§ **What to produce**
Below are the entries. Transcribe exactly the lines from the one with "(0..self.params.burst)" through the one with "the new track", ends included, and leave out all others.

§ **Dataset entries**
________

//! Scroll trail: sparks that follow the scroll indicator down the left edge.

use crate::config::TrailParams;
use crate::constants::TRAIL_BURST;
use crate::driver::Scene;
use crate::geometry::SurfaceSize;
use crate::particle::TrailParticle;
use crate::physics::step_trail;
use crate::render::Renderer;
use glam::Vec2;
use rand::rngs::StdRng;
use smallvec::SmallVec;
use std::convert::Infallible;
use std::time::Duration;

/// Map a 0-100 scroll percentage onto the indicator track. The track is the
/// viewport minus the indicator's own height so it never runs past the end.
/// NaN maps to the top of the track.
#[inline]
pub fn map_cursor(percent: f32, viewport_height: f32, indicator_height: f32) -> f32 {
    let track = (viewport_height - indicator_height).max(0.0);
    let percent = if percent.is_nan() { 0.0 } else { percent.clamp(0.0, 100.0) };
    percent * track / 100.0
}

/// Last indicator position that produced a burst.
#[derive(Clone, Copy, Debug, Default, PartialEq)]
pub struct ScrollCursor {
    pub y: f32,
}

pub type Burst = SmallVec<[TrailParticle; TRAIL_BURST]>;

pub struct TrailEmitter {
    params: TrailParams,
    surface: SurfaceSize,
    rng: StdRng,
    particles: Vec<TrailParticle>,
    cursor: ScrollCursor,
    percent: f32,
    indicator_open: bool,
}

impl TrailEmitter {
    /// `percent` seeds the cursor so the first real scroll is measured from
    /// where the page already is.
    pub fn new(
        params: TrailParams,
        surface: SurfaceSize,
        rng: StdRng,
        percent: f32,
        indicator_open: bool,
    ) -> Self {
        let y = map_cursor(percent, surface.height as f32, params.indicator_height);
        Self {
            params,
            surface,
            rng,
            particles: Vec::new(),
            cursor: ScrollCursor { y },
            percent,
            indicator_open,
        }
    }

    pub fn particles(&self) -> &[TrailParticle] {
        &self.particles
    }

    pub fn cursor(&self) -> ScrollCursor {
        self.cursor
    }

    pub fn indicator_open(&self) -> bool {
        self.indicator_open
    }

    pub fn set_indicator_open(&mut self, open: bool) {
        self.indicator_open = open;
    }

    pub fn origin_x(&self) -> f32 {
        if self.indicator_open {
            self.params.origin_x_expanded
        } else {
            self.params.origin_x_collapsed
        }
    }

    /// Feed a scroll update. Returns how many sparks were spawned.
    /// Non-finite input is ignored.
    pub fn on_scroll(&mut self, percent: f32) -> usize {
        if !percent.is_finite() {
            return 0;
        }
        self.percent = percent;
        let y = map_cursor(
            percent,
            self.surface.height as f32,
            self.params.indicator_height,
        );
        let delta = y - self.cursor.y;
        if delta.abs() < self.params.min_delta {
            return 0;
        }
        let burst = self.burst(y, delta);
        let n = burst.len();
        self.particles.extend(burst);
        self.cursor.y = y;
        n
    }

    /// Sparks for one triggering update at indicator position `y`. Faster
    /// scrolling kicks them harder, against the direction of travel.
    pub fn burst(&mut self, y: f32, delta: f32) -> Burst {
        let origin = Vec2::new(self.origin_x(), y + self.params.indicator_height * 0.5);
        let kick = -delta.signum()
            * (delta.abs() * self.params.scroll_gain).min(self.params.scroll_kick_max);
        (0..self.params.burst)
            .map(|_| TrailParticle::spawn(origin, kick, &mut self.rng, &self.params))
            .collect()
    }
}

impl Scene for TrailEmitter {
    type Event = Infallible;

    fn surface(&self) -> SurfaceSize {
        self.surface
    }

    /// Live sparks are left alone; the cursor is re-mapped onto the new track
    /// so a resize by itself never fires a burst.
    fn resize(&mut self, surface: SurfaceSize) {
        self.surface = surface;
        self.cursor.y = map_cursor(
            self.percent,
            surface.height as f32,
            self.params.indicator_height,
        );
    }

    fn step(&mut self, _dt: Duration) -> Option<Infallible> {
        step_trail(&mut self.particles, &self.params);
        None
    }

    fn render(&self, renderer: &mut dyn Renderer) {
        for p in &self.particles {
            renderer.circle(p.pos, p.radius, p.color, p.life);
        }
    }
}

________

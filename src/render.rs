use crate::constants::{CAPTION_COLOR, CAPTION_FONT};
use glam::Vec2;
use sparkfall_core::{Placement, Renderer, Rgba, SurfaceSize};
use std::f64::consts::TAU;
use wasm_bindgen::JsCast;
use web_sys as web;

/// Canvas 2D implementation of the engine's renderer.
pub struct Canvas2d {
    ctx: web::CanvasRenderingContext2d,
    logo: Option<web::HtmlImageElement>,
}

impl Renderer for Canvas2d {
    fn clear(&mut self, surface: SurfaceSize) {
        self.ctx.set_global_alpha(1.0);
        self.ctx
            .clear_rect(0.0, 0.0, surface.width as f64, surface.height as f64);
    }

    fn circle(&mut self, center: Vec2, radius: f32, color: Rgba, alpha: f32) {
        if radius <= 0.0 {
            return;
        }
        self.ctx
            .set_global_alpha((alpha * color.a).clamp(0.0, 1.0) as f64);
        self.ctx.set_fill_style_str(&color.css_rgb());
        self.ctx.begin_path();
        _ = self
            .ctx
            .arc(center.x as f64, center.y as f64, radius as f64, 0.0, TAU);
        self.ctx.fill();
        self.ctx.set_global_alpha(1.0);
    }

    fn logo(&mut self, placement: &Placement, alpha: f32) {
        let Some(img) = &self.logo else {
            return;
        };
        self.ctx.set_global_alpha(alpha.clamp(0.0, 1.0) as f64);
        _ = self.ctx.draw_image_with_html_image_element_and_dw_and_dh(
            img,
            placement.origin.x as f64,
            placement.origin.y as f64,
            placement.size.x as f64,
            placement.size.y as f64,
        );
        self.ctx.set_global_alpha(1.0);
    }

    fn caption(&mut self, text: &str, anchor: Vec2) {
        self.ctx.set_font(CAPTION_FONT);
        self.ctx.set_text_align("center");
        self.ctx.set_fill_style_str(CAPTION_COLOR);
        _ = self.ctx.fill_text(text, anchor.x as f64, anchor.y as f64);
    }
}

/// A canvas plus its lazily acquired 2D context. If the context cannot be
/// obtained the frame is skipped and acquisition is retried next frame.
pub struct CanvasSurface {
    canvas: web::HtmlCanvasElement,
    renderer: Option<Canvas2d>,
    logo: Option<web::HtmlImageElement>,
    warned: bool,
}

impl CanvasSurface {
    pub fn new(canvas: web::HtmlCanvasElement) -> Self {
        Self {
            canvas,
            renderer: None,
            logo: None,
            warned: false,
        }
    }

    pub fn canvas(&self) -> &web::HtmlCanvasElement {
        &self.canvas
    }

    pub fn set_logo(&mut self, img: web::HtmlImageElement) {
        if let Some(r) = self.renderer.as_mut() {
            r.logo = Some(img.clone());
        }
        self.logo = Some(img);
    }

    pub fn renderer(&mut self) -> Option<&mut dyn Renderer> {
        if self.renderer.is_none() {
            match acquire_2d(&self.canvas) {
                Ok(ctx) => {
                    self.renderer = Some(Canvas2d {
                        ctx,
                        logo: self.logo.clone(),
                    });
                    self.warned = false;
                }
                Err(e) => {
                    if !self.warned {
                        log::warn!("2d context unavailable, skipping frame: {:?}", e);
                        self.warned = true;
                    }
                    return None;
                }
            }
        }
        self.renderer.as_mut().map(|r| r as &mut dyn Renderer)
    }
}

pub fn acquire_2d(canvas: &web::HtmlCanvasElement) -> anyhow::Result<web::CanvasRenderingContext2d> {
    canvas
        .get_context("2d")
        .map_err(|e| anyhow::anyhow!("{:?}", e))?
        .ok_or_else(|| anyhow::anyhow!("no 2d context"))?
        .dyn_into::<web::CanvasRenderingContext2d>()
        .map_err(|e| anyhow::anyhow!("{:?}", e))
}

________

§ **Written response**
        (0..self.params.burst)
            .map(|_| TrailParticle::spawn(origin, kick, &mut self.rng, &self.params))
            .collect()
    }
}

impl Scene for TrailEmitter {
    type Event = Infallible;

    fn surface(&self) -> SurfaceSize {
        self.surface
    }

    /// Live sparks are left alone; the cursor is re-mapped onto the new track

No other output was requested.